Tecnologias como smartphones, celulares e internet estão nas mãos de professores, gestores, alunos e família. Com esses dispositivos, podemos construir conteúdos, desenvolver projetos, conversar e compartilhar nosso conhecimento. Tudo isso pode e deve ser um grande aliado do professor. Moran (2017) apresenta alguns motivos pelos quais podemos e devemos utilizar a tecnologia como grande aliada em sala de aula. Com a tecnologia podemos motivar os nossos alunos com vídeos, histórias e jogos. Diversos sites e plataformas permitem postar e acessar conteúdo para apoio à aprendizagem em sala de aula e montar um acervo virtual a fim de dar voz aos alunos, possibilitando que eles exponham suas opiniões e informações prévias ligadas ao que é exposto em sala. Também podemos inverter a forma de ensinar ao usar a tecnologia. Os alunos podem ter acesso em casa e levantar suas dúvidas ao professor. A partir do que for exposto, os docentes preparam aulas e atividades específicas. Assim, a tecnologia é capaz de personalizar o processo de aprendizado com possibilidades para que o aluno estude no seu ritmo. Há plataformas que ainda permitem essa personalização de atividades e recursos atrativos aos alunos como os jogos interativos.

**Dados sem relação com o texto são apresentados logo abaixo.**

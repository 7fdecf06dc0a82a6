//! Turns free-form answer text from the backend into display fragments.
//!
//! Answers arrive as loosely formatted markdown: sometimes JSON-quoted, with
//! literal `\n` sequences, bold markers and timestamps such as `02:15`,
//! `1:02:05` or `1:00 - 1:30`. [`annotate`] normalizes all of that into a flat
//! list of [`Fragment`]s; [`to_html`] renders them as escaped HTML with every
//! timestamp turned into a clickable element carrying its second count.

use crate::core::timestamp::parse_timestamp;
use pulldown_cmark::{Event, Parser, Tag, TagEnd};
use regex::{Captures, Regex};
use std::sync::LazyLock;

static ANCHOR_RE: LazyLock<Regex> = LazyLock::new(|| {
    Regex::new(r"(?is)<a\b[^>]*>(.*?)</a\s*>").expect("valid anchor regex")
});

static LINE_BREAK_RE: LazyLock<Regex> =
    LazyLock::new(|| Regex::new(r"(?i)^\s*<br\s*/?>\s*$").expect("valid line break regex"));

static TIMESTAMP_RE: LazyLock<Regex> = LazyLock::new(|| {
    Regex::new(
        r"\b(\d{1,2}(?::\d{2}){1,2})\b(?:(\s*[-–—]\s*|\s+to\s+)(\d{1,2}(?::\d{2}){1,2})\b)?",
    )
    .expect("valid timestamp regex")
});

#[derive(Debug, Clone, Copy, Default, PartialEq, Eq)]
pub struct Emphasis {
    pub bold: bool,
    pub italic: bool,
}

/// A timestamp as written in the answer plus the position it points at.
#[derive(Debug, Clone, PartialEq, Eq)]
pub struct Stamp {
    pub label: String,
    pub seconds: u32,
}

#[derive(Debug, Clone, PartialEq, Eq)]
pub enum Fragment {
    Text {
        text: String,
        emphasis: Emphasis,
    },
    Timestamp {
        stamp: Stamp,
        emphasis: Emphasis,
    },
    Range {
        start: Stamp,
        separator: String,
        end: Stamp,
        emphasis: Emphasis,
    },
    LineBreak,
}

impl Fragment {
    pub fn emphasis(&self) -> Option<Emphasis> {
        match self {
            Fragment::Text { emphasis, .. }
            | Fragment::Timestamp { emphasis, .. }
            | Fragment::Range { emphasis, .. } => Some(*emphasis),
            Fragment::LineBreak => None,
        }
    }
}

pub fn annotate(raw: &str) -> Vec<Fragment> {
    let text = unescape(raw);
    let text = ANCHOR_RE.replace_all(&text, "$1");

    let mut builder = Builder::default();
    for event in Parser::new(&text) {
        builder.event(event);
    }
    builder.finish()
}

pub fn annotate_html(raw: &str) -> String {
    to_html(&annotate(raw))
}

/// Undo the quoting a JSON-encoded string body leaves behind.
pub fn unescape(raw: &str) -> String {
    let trimmed = raw.trim();
    let quoted = trimmed.len() >= 2 && trimmed.starts_with('"') && trimmed.ends_with('"');

    let decoded = if quoted {
        serde_json::from_str::<String>(trimmed)
            .unwrap_or_else(|_| trimmed[1..trimmed.len() - 1].to_string())
    } else {
        trimmed.to_string()
    };

    decoded
        .replace("\\r\\n", "\n")
        .replace("\\n", "\n")
        .replace("\\t", "\t")
        .replace("\\\"", "\"")
        .replace("\r\n", "\n")
}

/// Every clickable stamp, in reading order. Ranges contribute both ends.
pub fn stamps(fragments: &[Fragment]) -> Vec<&Stamp> {
    fragments
        .iter()
        .flat_map(|fragment| match fragment {
            Fragment::Timestamp { stamp, .. } => vec![stamp],
            Fragment::Range { start, end, .. } => vec![start, end],
            _ => Vec::new(),
        })
        .collect()
}
use crate::core::{Section, VisualResult};
use crate::error::Result;
use crossterm::event::{self, Event, KeyEvent, KeyEventKind, MouseEvent};
use std::time::Duration;

#[derive(Debug, Clone)]
pub enum AppEvent {
    Key(KeyEvent),
    Mouse(MouseEvent),
    Tick,
}

/// Results of background requests, delivered to the UI loop over mpsc.
/// `session` is the generation of the chat that issued the request.
#[derive(Debug)]
pub enum BackendEvent {
    Sections {
        session: u64,
        video_id: String,
        result: Result<Vec<Section>>,
    },
    Answer {
        session: u64,
        video_id: String,
        question: String,
        result: Result<String>,
    },
    Visual {
        session: u64,
        video_id: String,
        query: String,
        result: Result<Option<VisualResult>>,
    },
}

pub struct EventHandler {
    tick_rate: Duration,
}

impl EventHandler {
    pub fn new(tick_rate: Duration) -> Self {
        Self { tick_rate }
    }

    pub fn next_event(&self) -> Result<AppEvent> {
        if event::poll(self.tick_rate)? {
            match event::read()? {
                // Windows reports releases too
                Event::Key(key) if key.kind == KeyEventKind::Press => Ok(AppEvent::Key(key)),
                Event::Mouse(mouse) => Ok(AppEvent::Mouse(mouse)),
                _ => Ok(AppEvent::Tick),
            }
        } else {
            Ok(AppEvent::Tick)
        }
    }
}
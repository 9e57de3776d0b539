// 该文件是 Yebing （叶病） 项目的一部分。
// src/input/read_image_file.rs - 图像文件输入
//
// 本文件根据 Apache 许可证第 2.0 版（以下简称“许可证”）授权使用；
// 除非遵守该许可证条款，否则您不得使用本文件。
// 您可通过以下网址获取许可证副本：
// http://www.apache.org/licenses/LICENSE-2.0
// 除非适用法律要求或书面同意，根据本许可协议分发的软件均按“原样”提供，
// 不附带任何形式的明示或暗示的保证或条件。
// 有关许可权限与限制的具体条款，请参阅本许可协议。
//
// Copyright (C) 2026 Johann Li <me@qinka.pro>, Wareless Group

use image::{ImageReader, RgbImage};
use thiserror::Error;
use tracing::{error, info};
use url::Url;

use crate::{FromUrl, FromUrlWithScheme, frame::Frame, url_path};

#[derive(Error, Debug)]
pub enum ImageFileInputError {
  #[error("URI schema mismatch")]
  SchemaMismatch,
  #[error("I/O error: {0}")]
  IoError(#[from] std::io::Error),
  #[error("Image loading error: {0}")]
  ImageLoadError(#[from] image::ImageError),
  #[error("Path decoding error: {0}")]
  PathDecodeError(#[from] std::string::FromUtf8Error),
  #[error("Empty image: {0}")]
  EmptyImage(String),
}

/// 单张图片输入，只产生一帧
pub struct ImageFileInput {
  path: String,
  image: Option<RgbImage>,
}

impl FromUrlWithScheme for ImageFileInput {
  const SCHEME: &'static str = "image";
}

impl FromUrl for ImageFileInput {
  type Error = ImageFileInputError;

  fn from_url(url: &Url) -> Result<Self, Self::Error> {
    if url.scheme() != Self::SCHEME {
      error!(
        "URI scheme mismatch: expected '{}', found '{}'",
        Self::SCHEME,
        url.scheme()
      );
      return Err(ImageFileInputError::SchemaMismatch);
    }

    Self::open(&url_path(url)?)
  }
}

impl ImageFileInput {
  pub fn open(path: &str) -> Result<Self, ImageFileInputError> {
    let image = load_rgb_image(path)?;
    info!("读取图片: {} ({}x{})", path, image.width(), image.height());

    Ok(ImageFileInput {
      path: path.to_string(),
      image: Some(image),
    })
  }
}

/// 解码图片并转换为 RGB8，拒绝 0 像素的图片
pub(crate) fn load_rgb_image(path: &str) -> Result<RgbImage, ImageFileInputError> {
  let image = ImageReader::open(path)?
    .with_guessed_format()?
    .decode()?
    .to_rgb8();

  if image.width() == 0 || image.height() == 0 {
    return Err(ImageFileInputError::EmptyImage(path.to_string()));
  }

  Ok(image)
}

impl Iterator for ImageFileInput {
  type Item = Frame;

  fn next(&mut self) -> Option<Self::Item> {
    self
      .image
      .take()
      .map(|image| Frame::new(image, self.path.clone(), 0))
  }
}

#[cfg(test)]
mod tests {
  use super::*;
  use image::Rgb;

  #[test]
  fn yields_exactly_one_frame() {
    let dir = tempfile::tempdir().unwrap();
    let path = dir.path().join("leaf.png");
    RgbImage::from_pixel(12, 9, Rgb([10, 200, 30]))
      .save(&path)
      .unwrap();

    let url = Url::from_file_path(&path).unwrap();
    let url = Url::parse(&url.as_str().replacen("file", "image", 1)).unwrap();
    let mut input = ImageFileInput::from_url(&url).unwrap();

    let frame = input.next().unwrap();
    assert_eq!(frame.image.dimensions(), (12, 9));
    assert_eq!(frame.index, 0);
    assert!(frame.origin.ends_with("leaf.png"));
    assert!(input.next().is_none());
  }

  #[test]
  fn file_name_with_space_opens_from_url() {
    let dir = tempfile::tempdir().unwrap();
    let path = dir.path().join("my leaf.png");
    RgbImage::new(4, 4).save(&path).unwrap();

    let url = Url::parse(&format!("image://{}", path.display())).unwrap();
    let mut input = ImageFileInput::from_url(&url).unwrap();
    assert!(input.next().unwrap().origin.ends_with("my leaf.png"));
  }

  #[test]
  fn corrupt_file_is_rejected() {
    let dir = tempfile::tempdir().unwrap();
    let path = dir.path().join("broken.jpg");
    std::fs::write(&path, b"not an image").unwrap();

    let result = ImageFileInput::open(&path.to_string_lossy());
    assert!(result.is_err());
  }

  #[test]
  fn wrong_scheme_is_rejected() {
    let url = Url::parse("folder:///tmp/leaves").unwrap();
    assert!(matches!(
      ImageFileInput::from_url(&url),
      Err(ImageFileInputError::SchemaMismatch)
    ));
  }
}
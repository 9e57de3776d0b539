// 该文件是 Yebing （叶病） 项目的一部分。
// src/input.rs - 图像输入
//
// 本文件根据 Apache 许可证第 2.0 版（以下简称“许可证”）授权使用；
// 除非遵守该许可证条款，否则您不得使用本文件。
// 您可通过以下网址获取许可证副本：
// http://www.apache.org/licenses/LICENSE-2.0
// 除非适用法律要求或书面同意，根据本许可协议分发的软件均按“原样”提供，
// 不附带任何形式的明示或暗示的保证或条件。
// 有关许可权限与限制的具体条款，请参阅本许可协议。
//
// Copyright (C) 2026 Johann Li <me@qinka.pro>, Wareless Group

use thiserror::Error;

use crate::{FromUrl, frame::Frame};

#[cfg(feature = "read_image_file")]
mod read_image_file;
#[cfg(feature = "read_image_file")]
pub use self::read_image_file::{ImageFileInput, ImageFileInputError};

#[cfg(feature = "read_directory")]
mod read_directory;
#[cfg(feature = "read_directory")]
pub use self::read_directory::{DirectoryInput, DirectoryInputError};

/// 支持的图像文件扩展名
pub const IMAGE_EXTENSIONS: [&str; 6] = ["jpg", "jpeg", "png", "bmp", "gif", "webp"];

pub fn has_image_extension(path: &std::path::Path) -> bool {
  path
    .extension()
    .and_then(|ext| ext.to_str())
    .map(|ext| {
      let ext = ext.to_lowercase();
      IMAGE_EXTENSIONS.contains(&ext.as_str())
    })
    .unwrap_or(false)
}

#[derive(Error, Debug)]
pub enum InputError {
  #[cfg(feature = "read_image_file")]
  #[error("Image file input error: {0}")]
  ImageFileInputError(#[from] ImageFileInputError),
  #[cfg(feature = "read_directory")]
  #[error("Directory input error: {0}")]
  DirectoryInputError(#[from] DirectoryInputError),
  #[error("URI scheme mismatch")]
  SchemeMismatch,
}

pub enum InputWrapper {
  #[cfg(feature = "read_image_file")]
  ReadImageFile(ImageFileInput),
  #[cfg(feature = "read_directory")]
  ReadDirectory(DirectoryInput),
}

impl FromUrl for InputWrapper {
  type Error = InputError;

  fn from_url(url: &url::Url) -> Result<Self, Self::Error> {
    #[cfg(feature = "read_image_file")]
    {
      use crate::FromUrlWithScheme;

      if url.scheme() == ImageFileInput::SCHEME {
        let input = ImageFileInput::from_url(url)?;
        return Ok(InputWrapper::ReadImageFile(input));
      }
    }
    #[cfg(feature = "read_directory")]
    {
      use crate::FromUrlWithScheme;

      if url.scheme() == DirectoryInput::SCHEME {
        let input = DirectoryInput::from_url(url)?;
        return Ok(InputWrapper::ReadDirectory(input));
      }
    }
    Err(InputError::SchemeMismatch)
  }
}

impl Iterator for InputWrapper {
  type Item = Frame;

  fn next(&mut self) -> Option<Self::Item> {
    match self {
      #[cfg(feature = "read_image_file")]
      InputWrapper::ReadImageFile(input) => input.next(),
      #[cfg(feature = "read_directory")]
      InputWrapper::ReadDirectory(input) => input.next(),
    }
  }
}
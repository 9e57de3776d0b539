// 该文件是 Yebing （叶病） 项目的一部分。
// src/lib.rs - 库主文件
//
// 本文件根据 Apache 许可证第 2.0 版（以下简称“许可证”）授权使用；
// 除非遵守该许可证条款，否则您不得使用本文件。
// 您可通过以下网址获取许可证副本：
// http://www.apache.org/licenses/LICENSE-2.0
// 除非适用法律要求或书面同意，根据本许可协议分发的软件均按“原样”提供，
// 不附带任何形式的明示或暗示的保证或条件。
// 有关许可权限与限制的具体条款，请参阅本许可协议。
//
// Copyright (C) 2026 Johann Li <me@qinka.pro>, Wareless Group

pub mod frame;
pub mod input;
pub mod model;
pub mod output;
pub mod task;

pub use self::frame::normalize;
pub use self::model::classify;

pub trait FromUrl {
  type Error;
  fn from_url(url: &url::Url) -> Result<Self, Self::Error>
  where
    Self: Sized;
}

pub trait FromUrlWithScheme: FromUrl {
  const SCHEME: &'static str;
}

/// URL 中的路径部分，已做百分号解码
pub fn url_path(url: &url::Url) -> Result<String, std::string::FromUtf8Error> {
  urlencoding::decode(url.path()).map(|path| path.into_owned())
}
// 该文件是 Yebing （叶病） 项目的一部分。
// src/model/disease.rs - 病害类别与说明
//
// 本文件根据 Apache 许可证第 2.0 版（以下简称“许可证”）授权使用；
// 除非遵守该许可证条款，否则您不得使用本文件。
// 您可通过以下网址获取许可证副本：
// http://www.apache.org/licenses/LICENSE-2.0
// 除非适用法律要求或书面同意，根据本许可协议分发的软件均按“原样”提供，
// 不附带任何形式的明示或暗示的保证或条件。
// 有关许可权限与限制的具体条款，请参阅本许可协议。
//
// Copyright (C) 2026 Johann Li <me@qinka.pro>, Wareless Group

use super::{CLASS_NUM, WithLabel};

/// 病害说明，英文与泰米尔文各一份
#[derive(Debug, PartialEq, Eq)]
pub struct DiseaseRecord {
  pub name: &'static str,
  pub note_english: &'static str,
  pub note_tamil: &'static str,
}

/// 按模型输出顺序排列
pub static DISEASE_CATALOG: [DiseaseRecord; CLASS_NUM] = [
  DiseaseRecord {
    name: "Corn Common Rust",
    note_english: "Caused by the fungus Puccinia sorghi...",
    note_tamil: "Puccinia sorghi...",
  },
  DiseaseRecord {
    name: "Tomato Mosaic Virus",
    note_english: "Caused by the Tomato mosaic virus...",
    note_tamil: "Tomato Mosaic Virus...",
  },
  DiseaseRecord {
    name: "Apple Black Rot",
    note_english: "Caused by the fungus Botryosphaeria obtusa...",
    note_tamil: "Apple Black Rot...",
  },
];

#[derive(Debug, Clone, Copy, PartialEq, Eq, Hash)]
pub enum PlantDisease {
  CornCommonRust,
  TomatoMosaicVirus,
  AppleBlackRot,
}

impl PlantDisease {
  pub const ALL: [PlantDisease; CLASS_NUM] = [
    PlantDisease::CornCommonRust,
    PlantDisease::TomatoMosaicVirus,
    PlantDisease::AppleBlackRot,
  ];

  pub fn index(self) -> usize {
    self as usize
  }

  pub fn record(self) -> &'static DiseaseRecord {
    &DISEASE_CATALOG[self.index()]
  }
}

impl WithLabel for PlantDisease {
  fn to_label_str(&self) -> String {
    self.record().name.to_string()
  }

  fn to_label_id(&self) -> u32 {
    self.index() as u32
  }

  /// 超出范围的编号归为第 0 类
  fn from_label_id(id: u32) -> Self {
    match id {
      1 => PlantDisease::TomatoMosaicVirus,
      2 => PlantDisease::AppleBlackRot,
      _ => PlantDisease::CornCommonRust,
    }
  }
}
// 该文件是 Yebing （叶病） 项目的一部分。
// src/bin/simple_oneshot.rs - 单张图片病害识别
//
// 本文件根据 Apache 许可证第 2.0 版（以下简称“许可证”）授权使用；
// 除非遵守该许可证条款，否则您不得使用本文件。
// 您可通过以下网址获取许可证副本：
// http://www.apache.org/licenses/LICENSE-2.0
// 除非适用法律要求或书面同意，根据本许可协议分发的软件均按“原样”提供，
// 不附带任何形式的明示或暗示的保证或条件。
// 有关许可权限与限制的具体条款，请参阅本许可协议。
//
// Copyright (C) 2026 Johann Li <me@qinka.pro>, Wareless Group

use anyhow::Result;
use clap::Parser;
use url::Url;

use yebing::{
  FromUrl,
  frame::Frame,
  input::InputWrapper,
  model::{DiseaseDetector, OnnxEngineBuilder},
  output::OutputWrapper,
  task::{OneShotTask, Task},
};
use tracing::info;

/// Yebing 单张图片识别
#[derive(Parser, Debug)]
#[command(author, version, about, long_about = None)]
pub struct Args {
  /// ONNX 模型文件路径，例如 onnx:///models/leaf.onnx
  #[arg(long, value_name = "MODEL")]
  pub model: Url,
  /// 输入来源，例如 image:///photos/leaf.jpg
  #[arg(long, value_name = "SOURCE")]
  pub input: Url,
  /// 输出方式: console:, json:///path/result.json, folder:///path/records
  #[arg(long, value_name = "OUTPUT", default_value = "console:")]
  pub output: Url,
  /// 分类阈值，分数需严格大于该值
  #[arg(long, default_value = "0.5", value_name = "THRESHOLD")]
  pub threshold: f32,
}

fn main() -> Result<()> {
  tracing_subscriber::fmt::init();

  let args = Args::parse();

  info!("模型文件路径: {}", args.model);
  info!("输入来源: {}", args.input);
  info!("输出路径: {}", args.output);
  info!("分类阈值: {}", args.threshold);

  let input = InputWrapper::from_url(&args.input)?;
  let engine = OnnxEngineBuilder::from_url(&args.model)?.build()?;
  let model: DiseaseDetector<_, Frame> = DiseaseDetector::new(engine).with_threshold(args.threshold);
  let output = OutputWrapper::from_url(&args.output)?;

  OneShotTask.run_task(input, model, output)?;

  Ok(())
}
// 该文件是 Yebing （叶病） 项目的一部分。
// src/output/save_json_file.rs - 保存 JSON 结果文件
//
// 本文件根据 Apache 许可证第 2.0 版（以下简称“许可证”）授权使用；
// 除非遵守该许可证条款，否则您不得使用本文件。
// 您可通过以下网址获取许可证副本：
// http://www.apache.org/licenses/LICENSE-2.0
// 除非适用法律要求或书面同意，根据本许可协议分发的软件均按“原样”提供，
// 不附带任何形式的明示或暗示的保证或条件。
// 有关许可权限与限制的具体条款，请参阅本许可协议。
//
// Copyright (C) 2026 Johann Li <me@qinka.pro>, Wareless Group

use std::path::Path;

use thiserror::Error;
use tracing::info;
use url::Url;

use crate::{
  FromUrl, FromUrlWithScheme,
  frame::Frame,
  model::Diagnosis,
  output::{Render, diagnosis_record},
  url_path,
};

/// 结果写入单个 JSON 文件，每次渲染覆盖上一次的结果
pub struct JsonFileOutput {
  path: String,
}

#[derive(Error, Debug)]
pub enum JsonFileOutputError {
  #[error("I/O 错误: {0}")]
  IoError(#[from] std::io::Error),
  #[error("JSON 错误: {0}")]
  JsonError(#[from] serde_json::Error),
  #[error("URI 方案不匹配: {0}")]
  SchemeMismatch(String),
  #[error("路径解码错误: {0}")]
  PathDecodeError(#[from] std::string::FromUtf8Error),
}

impl FromUrlWithScheme for JsonFileOutput {
  const SCHEME: &'static str = "json";
}

impl FromUrl for JsonFileOutput {
  type Error = JsonFileOutputError;

  fn from_url(uri: &Url) -> Result<Self, Self::Error> {
    if uri.scheme() != Self::SCHEME {
      return Err(JsonFileOutputError::SchemeMismatch(format!(
        "期望保存方式 '{}', 实际保存方式 '{}'",
        Self::SCHEME,
        uri.scheme()
      )));
    }

    Ok(JsonFileOutput {
      path: url_path(uri)?,
    })
  }
}

impl JsonFileOutput {
  pub fn new(path: impl Into<String>) -> Self {
    Self { path: path.into() }
  }

  pub fn path(&self) -> &str {
    &self.path
  }
}

impl Render<Frame, Diagnosis> for JsonFileOutput {
  type Error = JsonFileOutputError;

  fn render_result(&self, frame: &Frame, result: &Diagnosis) -> Result<(), Self::Error> {
    if let Some(parent) = Path::new(&self.path).parent()
      && !parent.as_os_str().is_empty()
    {
      std::fs::create_dir_all(parent)?;
    }

    let record = diagnosis_record(frame, result);
    std::fs::write(&self.path, serde_json::to_vec_pretty(&record)?)?;

    info!("保存结果到文件: {}", self.path);
    Ok(())
  }
}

Frequentemente nos deparamos em escolas e salas de aula com professores resistentes ao uso de recursos digitais, utilizando-os de forma meramente técnica ou superficial. A presença da educação midiática nas escolas com professores capacitados para mediar e conduzir os alunos à leitura e à interpretação de mídias nos seus formatos e meios é algo necessário e urgente. Manter os professores atualizados e com formação continuada de qualidade, que atenda às novas necessidades e à realidade do processo ensino-aprendizado, precisa ser algo pensado e implementado, pois os professores se deparam com algo além do vivido, alunos que não aprendem da mesma forma ou que vivem uma realidade diferente do que a escola lhes apresenta.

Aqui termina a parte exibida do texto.